This was getting serious.

Lloyd had a commanding lead as he flung himself headlong down the hallway. He shouted a silly little song to the cadence of his footfalls. His voice echoed off the clay pipes.

“The clean ones like to chase us.

They think they own the town.

Their frills and gowns will trip them up.

We’ll wash the gentry down!”

I couldn’t help but wonder if Lloyd had gone mad. He slid to a doorway at the end of the hallway, opened it, and threw himself into a room filled with more pipes and valves. Shouts of alarm greeted him.

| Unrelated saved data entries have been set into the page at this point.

//! Subprocess backend: one worker process per invocation.
//!
//! The request is written to the child's stdin as a single JSON document; the
//! child answers with an [`InvocationResponse`] as the last line of stdout.

use std::path::PathBuf;
use std::process::Stdio;
use std::time::Duration;

use tokio::io::AsyncWriteExt;
use tokio::process::Command;
use tracing::{debug, warn};

use super::backend::{ChunkRequest, ExecutionBackend, InvocationResponse, InvokeError};
use crate::jobs::ChunkResult;

/// Default per-invocation timeout (15 minutes).
pub const DEFAULT_PROCESS_TIMEOUT_SECS: u64 = 900;

/// Bytes of stderr kept in error messages.
const STDERR_TAIL: usize = 2048;

/// Spawns `program args... [--debug]` for every request.
#[derive(Debug, Clone)]
pub struct ProcessBackend {
    program: PathBuf,
    args: Vec<String>,
    env: Vec<(String, String)>,
    timeout: Duration,
}

impl ProcessBackend {
    pub fn new(program: impl Into<PathBuf>) -> Self {
        Self {
            program: program.into(),
            args: Vec::new(),
            env: Vec::new(),
            timeout: Duration::from_secs(DEFAULT_PROCESS_TIMEOUT_SECS),
        }
    }

    /// The current executable's `worker` subcommand.
    pub fn current_exe() -> Result<Self, InvokeError> {
        let exe = std::env::current_exe().map_err(|e| InvokeError::Spawn(e.to_string()))?;
        Ok(Self::new(exe).with_args(["worker"]))
    }

    pub fn with_args<I, S>(mut self, args: I) -> Self
    where
        I: IntoIterator<Item = S>,
        S: Into<String>,
    {
        self.args = args.into_iter().map(Into::into).collect();
        self
    }

    pub fn with_env(mut self, key: impl Into<String>, value: impl Into<String>) -> Self {
        self.env.push((key.into(), value.into()));
        self
    }

    pub fn with_timeout(mut self, timeout: Duration) -> Self {
        self.timeout = timeout;
        self
    }

    async fn run(&self, request: &ChunkRequest) -> Result<ChunkResult, InvokeError> {
        let payload =
            serde_json::to_vec(request).map_err(|e| InvokeError::Protocol(e.to_string()))?;

        let mut command = Command::new(&self.program);
        command
            .args(&self.args)
            .envs(self.env.iter().map(|(k, v)| (k.as_str(), v.as_str())))
            .stdin(Stdio::piped())
            .stdout(Stdio::piped())
            .stderr(Stdio::piped())
            .kill_on_drop(true);
        if request.debug {
            command.arg("--debug");
        }

        let mut child = command
            .spawn()
            .map_err(|e| InvokeError::Spawn(format!("{}: {}", self.program.display(), e)))?;

        if let Some(mut stdin) = child.stdin.take() {
            if let Err(e) = stdin.write_all(&payload).await {
                debug!(error = %e, "Worker closed stdin early");
            }
        }

        let output = child
            .wait_with_output()
            .await
            .map_err(|e| InvokeError::Transport(e.to_string()))?;

        let stdout = String::from_utf8_lossy(&output.stdout);
        let response = stdout
            .lines()
            .rev()
            .find(|line| !line.trim().is_empty())
            .map(serde_json::from_str::<InvocationResponse>);

        match response {
            Some(Ok(response)) => response.into_result(),
            Some(Err(e)) if output.status.success() => Err(InvokeError::Protocol(e.to_string())),
            _ => {
                let stderr = String::from_utf8_lossy(&output.stderr);
                let tail_start = stderr.len().saturating_sub(STDERR_TAIL);
                let tail = stderr.get(tail_start..).unwrap_or(&stderr).trim();
                Err(InvokeError::Remote(format!(
                    "worker exited with {}: {}",
                    output.status, tail
                )))
            }
        }
    }
}

impl ExecutionBackend for ProcessBackend {
    fn name(&self) -> &'static str {
        "process"
    }

    async fn invoke(&self, request: ChunkRequest) -> Result<ChunkResult, InvokeError> {
        match tokio::time::timeout(self.timeout, self.run(&request)).await {
            Ok(outcome) => outcome,
            Err(_) => {
                warn!(job = %request.job, timeout = ?self.timeout, "Worker process timed out");
                Err(InvokeError::Timeout(self.timeout))
            }
        }
    }
}

#[cfg(all(test, unix))]
mod tests {
    use super::*;
    use crate::executor::tests::request;

    fn shell(script: &str) -> ProcessBackend {
        ProcessBackend::new("sh").with_args(["-c", script])
    }

    #[tokio::test]
    async fn test_process_backend_parses_ok_response() {
        let backend = shell(
            r#"cat > /dev/null; echo 'log line'; echo '{"ok":{"success":true,"num_scenes":3,"start_time":1.0,"search_duration":0.1,"load_duration":0.2,"write_duration":0.3,"region":"r","cloud_provider":null}}'"#,
        );
        let result = backend.invoke(request(0, 1)).await.unwrap();
        assert!(result.success);
        assert_eq!(result.num_scenes, 3);
        assert_eq!(result.region.as_deref(), Some("r"));
    }

    #[tokio::test]
    async fn test_process_backend_passes_request_on_stdin() {
        let backend = shell(
            r#"if grep -q '"tile"' ; then echo '{"error":"saw request"}'; else echo '{"error":"empty"}'; fi"#,
        );
        assert_eq!(
            backend.invoke(request(0, 1)).await,
            Err(InvokeError::Remote("saw request".to_string()))
        );
    }

    #[tokio::test]
    async fn test_process_backend_reports_exit_status() {
        let backend = shell("cat > /dev/null; echo 'no luck' >&2; exit 3");
        match backend.invoke(request(0, 0)).await {
            Err(InvokeError::Remote(message)) => assert!(message.contains("no luck")),
            other => panic!("unexpected {other:?}"),
        }
    }

    #[tokio::test]
    async fn test_process_backend_times_out() {
        let backend = shell("sleep 5").with_timeout(Duration::from_millis(100));
        assert_eq!(
            backend.invoke(request(0, 0)).await,
            Err(InvokeError::Timeout(Duration::from_millis(100)))
        );
    }

    #[tokio::test]
    async fn test_missing_program_is_spawn_error() {
        let backend = ProcessBackend::new("/nonexistent/datacube-worker");
        assert!(matches!(
            backend.invoke(request(0, 0)).await,
            Err(InvokeError::Spawn(_))
        ));
    }
}
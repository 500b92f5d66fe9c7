//! Datacube CLI - Command-line interface
//!
//! Exit codes: `0` success, `2` finished with failed chunks or a withheld
//! commit, `1` error.

mod commands;
mod error;
mod runner;

use std::path::PathBuf;
use std::process;

use clap::{Parser, Subcommand};

use commands::build::BuildArgs;
use commands::config::ConfigAction;
use commands::serve::ServeArgs;
use commands::worker::WorkerArgs;

#[derive(Parser)]
#[command(name = "datacube")]
#[command(version = datacube::VERSION)]
#[command(about = "Build cloud-free Sentinel-2 median data cubes", long_about = None)]
struct Cli {
    /// Config file (default: ~/.config/datacube/config.ini)
    #[arg(long, global = true)]
    config: Option<PathBuf>,

    #[command(subcommand)]
    command: Commands,
}

#[derive(Subcommand)]
enum Commands {
    /// Build a data cube: generate jobs, dispatch, commit
    Build(BuildArgs),
    /// Handle one chunk request from stdin (used by the process backend)
    Worker(WorkerArgs),
    /// Serve chunk requests over HTTP (used by the http backend)
    Serve(ServeArgs),
    /// Inspect configuration
    Config {
        #[command(subcommand)]
        action: ConfigAction,
    },
}

#[tokio::main]
async fn main() {
    let cli = Cli::parse();
    let config = cli.config.as_deref();

    let result = match cli.command {
        Commands::Build(args) => commands::build::run(args, config).await,
        Commands::Worker(args) => commands::worker::run(args, config).await,
        Commands::Serve(args) => commands::serve::run(args, config).await,
        Commands::Config { action } => commands::config::run(action, config),
    };

    match result {
        Ok(completion) => process::exit(completion.exit_code()),
        Err(e) => e.exit(),
    }
}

A Fireball exploded behind me, and I assumed it to be Fabulosa’s. By now, I joined his shouting chorus. “Lloyd, wait!”

I followed Lloyd into a room. The interior looked like a medieval grist mill dominated by horizontal valves—each as big as a merry-go-round. Heavy timbers supported the ceiling, backdropped by clay and copper pipes.

I ran in full panic mode. “Lloyd, what are you doing?”

We interrupted a group of engineers tightening a ceramic pipe’s fitting. They froze midway through their task and looked at one another for reasons a group of stinky adventurers wanted inside the control house. They reached for tools and instruments to use as weapons. Pulling the aggro of this many people seemed suicidal.

A pale five-foot woman with pointed ears wearing fine robes emerged from a doorway on the far side of the room. Alarmed by our entrance, she turned to face Lloyd and began casting a spell.

Name

Nasha, Deep Elf Engineer

Level

35

Difficulty

Dangerous (orange)

Health

2950/2950

Lloyd leaned over a railing in the room’s center and pitched forward into whatever waited below. As he disappeared, the deep elf’s spell fizzled. She hissed in irritation and focused on another target.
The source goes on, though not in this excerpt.